WORK ORDER: For each line below, write it out exactly as it appears.

[Stored data]

##########

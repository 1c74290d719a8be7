use std::path::PathBuf;

use anyhow::Context as _;
use clap::{Parser, Subcommand};
use flappy_training::{
    config::SimulationConfig,
    evolution::EvolutionController,
    network::{BreedingParams, FeedForwardNetwork},
};
use rand::SeedableRng as _;
use rand_pcg::Pcg32;

use self::{
    play::{AutoPlayArg, ManualPlayArg},
    train::TrainArg,
    watch::WatchArg,
};
use crate::util;

mod play;
mod train;
mod watch;

#[derive(Debug, Clone, Parser)]
#[command(author, version, about, long_about = None)]
pub struct CommandArgs {
    /// What mode to run the program in
    #[command(subcommand)]
    mode: Option<Mode>,
}

#[derive(Debug, Clone, Subcommand)]
enum Mode {
    /// Fly yourself
    #[command(name = "play")]
    ManualPlay(#[clap(flatten)] ManualPlayArg),
    /// Let a trained network fly
    #[command(name = "auto-play")]
    AutoPlay(#[clap(flatten)] AutoPlayArg),
    /// Evolve networks headlessly and save the best one
    Train(#[clap(flatten)] TrainArg),
    /// Watch a population evolve in the terminal
    Watch(#[clap(flatten)] WatchArg),
}

/// Options shared by the commands that run evolution.
#[derive(Default, Debug, Clone, clap::Args)]
struct SimulationArg {
    /// Simulation config file (JSON); missing fields keep their defaults
    #[arg(long)]
    config: Option<PathBuf>,
    /// Agents per generation (overrides the config file)
    #[arg(long)]
    population: Option<usize>,
    /// Share of each generation carried over unchanged (overrides the config file)
    #[arg(long)]
    elitism: Option<f32>,
    /// Seed for a reproducible run
    #[arg(long)]
    seed: Option<u64>,
}

impl SimulationArg {
    fn load(&self) -> anyhow::Result<SimulationConfig> {
        let mut config = match &self.config {
            Some(path) => util::read_config_file(path)?,
            None => SimulationConfig::default(),
        };
        if let Some(population) = self.population {
            config.evolution.population_size = population;
        }
        if let Some(elitism) = self.elitism {
            config.evolution.elitism_fraction = elitism;
        }
        Ok(config)
    }

    /// Builds a controller and a random first generation of networks.
    ///
    /// With `--seed`, both are derived from it and the whole run is reproducible.
    fn start(&self) -> anyhow::Result<(EvolutionController, Vec<FeedForwardNetwork>)> {
        let config = self.load()?;
        let population_size = config.evolution.population_size;
        let (mut rng, controller) = match self.seed {
            Some(seed) => (
                Pcg32::seed_from_u64(seed),
                EvolutionController::with_seed(config, seed),
            ),
            None => (
                Pcg32::from_rng(&mut rand::rng()),
                EvolutionController::new(config),
            ),
        };
        let controller = controller.context("Invalid simulation config")?;
        let policies = FeedForwardNetwork::random_population(
            population_size,
            &BreedingParams::default(),
            &mut rng,
        );
        Ok((controller, policies))
    }
}

impl CommandArgs {
    pub fn parse_args() -> Self {
        Self::parse()
    }

    /// Whether the selected mode takes over the terminal.
    pub fn is_interactive(&self) -> bool {
        !matches!(self.mode, Some(Mode::Train(_)))
    }
}

pub fn run(args: CommandArgs) -> anyhow::Result<()> {
    match args
        .mode
        .unwrap_or(Mode::ManualPlay(ManualPlayArg::default()))
    {
        Mode::ManualPlay(arg) => play::run_manual(&arg)?,
        Mode::AutoPlay(arg) => play::run_auto(&arg)?,
        Mode::Train(arg) => train::run(&arg)?,
        Mode::Watch(arg) => watch::run(&arg)?,
    }
    Ok(())
}

#[cfg(test)]
mod tests {
    use super::*;

    #[test]
    fn test_cli_is_well_formed() {
        use clap::CommandFactory as _;
        CommandArgs::command().debug_assert();
    }

    #[test]
    fn test_only_train_is_headless() {
        let train = CommandArgs::try_parse_from(["flappy", "train", "--generations", "3"]).unwrap();
        assert!(!train.is_interactive());

        let default = CommandArgs::try_parse_from(["flappy"]).unwrap();
        assert!(default.is_interactive());

        let auto = CommandArgs::try_parse_from(["flappy", "auto-play", "model.json"]).unwrap();
        assert!(auto.is_interactive());
    }

    #[test]
    fn test_flags_override_defaults() {
        let arg = SimulationArg {
            population: Some(20),
            elitism: Some(0.1),
            ..SimulationArg::default()
        };
        let config = arg.load().unwrap();
        assert_eq!(config.evolution.population_size, 20);
        assert_eq!(config.evolution.elitism_fraction, 0.1);
        assert_eq!(config.tick_limit, Some(10_000));
    }

    #[test]
    fn test_invalid_overrides_are_rejected_before_running() {
        let arg = SimulationArg {
            population: Some(0),
            ..SimulationArg::default()
        };
        let err = arg.start().unwrap_err();
        assert!(format!("{err:#}").contains("population size must be at least 1"));
    }

    #[test]
    fn test_seeded_start_is_reproducible() {
        let arg = SimulationArg {
            population: Some(4),
            seed: Some(8),
            ..SimulationArg::default()
        };
        let (_, first) = arg.start().unwrap();
        let (_, second) = arg.start().unwrap();
        assert_eq!(first, second);
        assert_eq!(first.len(), 4);
    }
}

##########

SOLUTION BELOW:
repository 1c74290d719a8be7
use std::path::PathBuf;

use anyhow::Context as _;
use clap::{Parser, Subcommand};
use flappy_training::{
    config::SimulationConfig,
    evolution::EvolutionController,
    network::{BreedingParams, FeedForwardNetwork},
};
use rand::SeedableRng as _;
use rand_pcg::Pcg32;

use self::{
    play::{AutoPlayArg, ManualPlayArg},
    train::TrainArg,
    watch::WatchArg,
};
use crate::util;

mod play;
mod train;
mod watch;

#[derive(Debug, Clone, Parser)]
#[command(author, version, about, long_about = None)]
pub struct CommandArgs {
    /// What mode to run the program in
    #[command(subcommand)]
    mode: Option<Mode>,
}

#[derive(Debug, Clone, Subcommand)]
enum Mode {
    /// Fly yourself
    #[command(name = "play")]
    ManualPlay(#[clap(flatten)] ManualPlayArg),
    /// Let a trained network fly
    #[command(name = "auto-play")]
    AutoPlay(#[clap(flatten)] AutoPlayArg),
    /// Evolve networks headlessly and save the best one
    Train(#[clap(flatten)] TrainArg),
    /// Watch a population evolve in the terminal
    Watch(#[clap(flatten)] WatchArg),
}

/// Options shared by the commands that run evolution.
#[derive(Default, Debug, Clone, clap::Args)]
struct SimulationArg {
    /// Simulation config file (JSON); missing fields keep their defaults
    #[arg(long)]
    config: Option<PathBuf>,
    /// Agents per generation (overrides the config file)
    #[arg(long)]
    population: Option<usize>,
    /// Share of each generation carried over unchanged (overrides the config file)
    #[arg(long)]
    elitism: Option<f32>,
    /// Seed for a reproducible run
    #[arg(long)]
    seed: Option<u64>,
}

impl SimulationArg {
    fn load(&self) -> anyhow::Result<SimulationConfig> {
        let mut config = match &self.config {
            Some(path) => util::read_config_file(path)?,
            None => SimulationConfig::default(),
        };
        if let Some(population) = self.population {
            config.evolution.population_size = population;
        }
        if let Some(elitism) = self.elitism {
            config.evolution.elitism_fraction = elitism;
        }
        Ok(config)
    }

    /// Builds a controller and a random first generation of networks.
    ///
    /// With `--seed`, both are derived from it and the whole run is reproducible.
    fn start(&self) -> anyhow::Result<(EvolutionController, Vec<FeedForwardNetwork>)> {
        let config = self.load()?;
        let population_size = config.evolution.population_size;
        let (mut rng, controller) = match self.seed {
            Some(seed) => (
                Pcg32::seed_from_u64(seed),
                EvolutionController::with_seed(config, seed),
            ),
            None => (
                Pcg32::from_rng(&mut rand::rng()),
                EvolutionController::new(config),
            ),
        };
        let controller = controller.context("Invalid simulation config")?;
        let policies = FeedForwardNetwork::random_population(
            population_size,
            &BreedingParams::default(),
            &mut rng,
        );
        Ok((controller, policies))
    }
}

impl CommandArgs {
    pub fn parse_args() -> Self {
        Self::parse()
    }

    /// Whether the selected mode takes over the terminal.
    pub fn is_interactive(&self) -> bool {
        !matches!(self.mode, Some(Mode::Train(_)))
    }
}

pub fn run(args: CommandArgs) -> anyhow::Result<()> {
    match args
        .mode
        .unwrap_or(Mode::ManualPlay(ManualPlayArg::default()))
    {
        Mode::ManualPlay(arg) => play::run_manual(&arg)?,
        Mode::AutoPlay(arg) => play::run_auto(&arg)?,
        Mode::Train(arg) => train::run(&arg)?,
        Mode::Watch(arg) => watch::run(&arg)?,
    }
    Ok(())
}

#[cfg(test)]
mod tests {
    use super::*;

    #[test]
    fn test_cli_is_well_formed() {
        use clap::CommandFactory as _;
        CommandArgs::command().debug_assert();
    }

    #[test]
    fn test_only_train_is_headless() {
        let train = CommandArgs::try_parse_from(["flappy", "train", "--generations", "3"]).unwrap();
        assert!(!train.is_interactive());

        let default = CommandArgs::try_parse_from(["flappy"]).unwrap();
        assert!(default.is_interactive());

        let auto = CommandArgs::try_parse_from(["flappy", "auto-play", "model.json"]).unwrap();
        assert!(auto.is_interactive());
    }

    #[test]
    fn test_flags_override_defaults() {
        let arg = SimulationArg {
            population: Some(20),
            elitism: Some(0.1),
            ..SimulationArg::default()
        };
        let config = arg.load().unwrap();
        assert_eq!(config.evolution.population_size, 20);
        assert_eq!(config.evolution.elitism_fraction, 0.1);
        assert_eq!(config.tick_limit, Some(10_000));
    }

    #[test]
    fn test_invalid_overrides_are_rejected_before_running() {
        let arg = SimulationArg {
            population: Some(0),
            ..SimulationArg::default()
        };
        let err = arg.start().unwrap_err();
        assert!(format!("{err:#}").contains("population size must be at least 1"));
    }

    #[test]
    fn test_seeded_start_is_reproducible() {
        let arg = SimulationArg {
            population: Some(4),
            seed: Some(8),
            ..SimulationArg::default()
        };
        let (_, first) = arg.start().unwrap();
        let (_, second) = arg.start().unwrap();
        assert_eq!(first, second);
        assert_eq!(first.len(), 4);
    }
}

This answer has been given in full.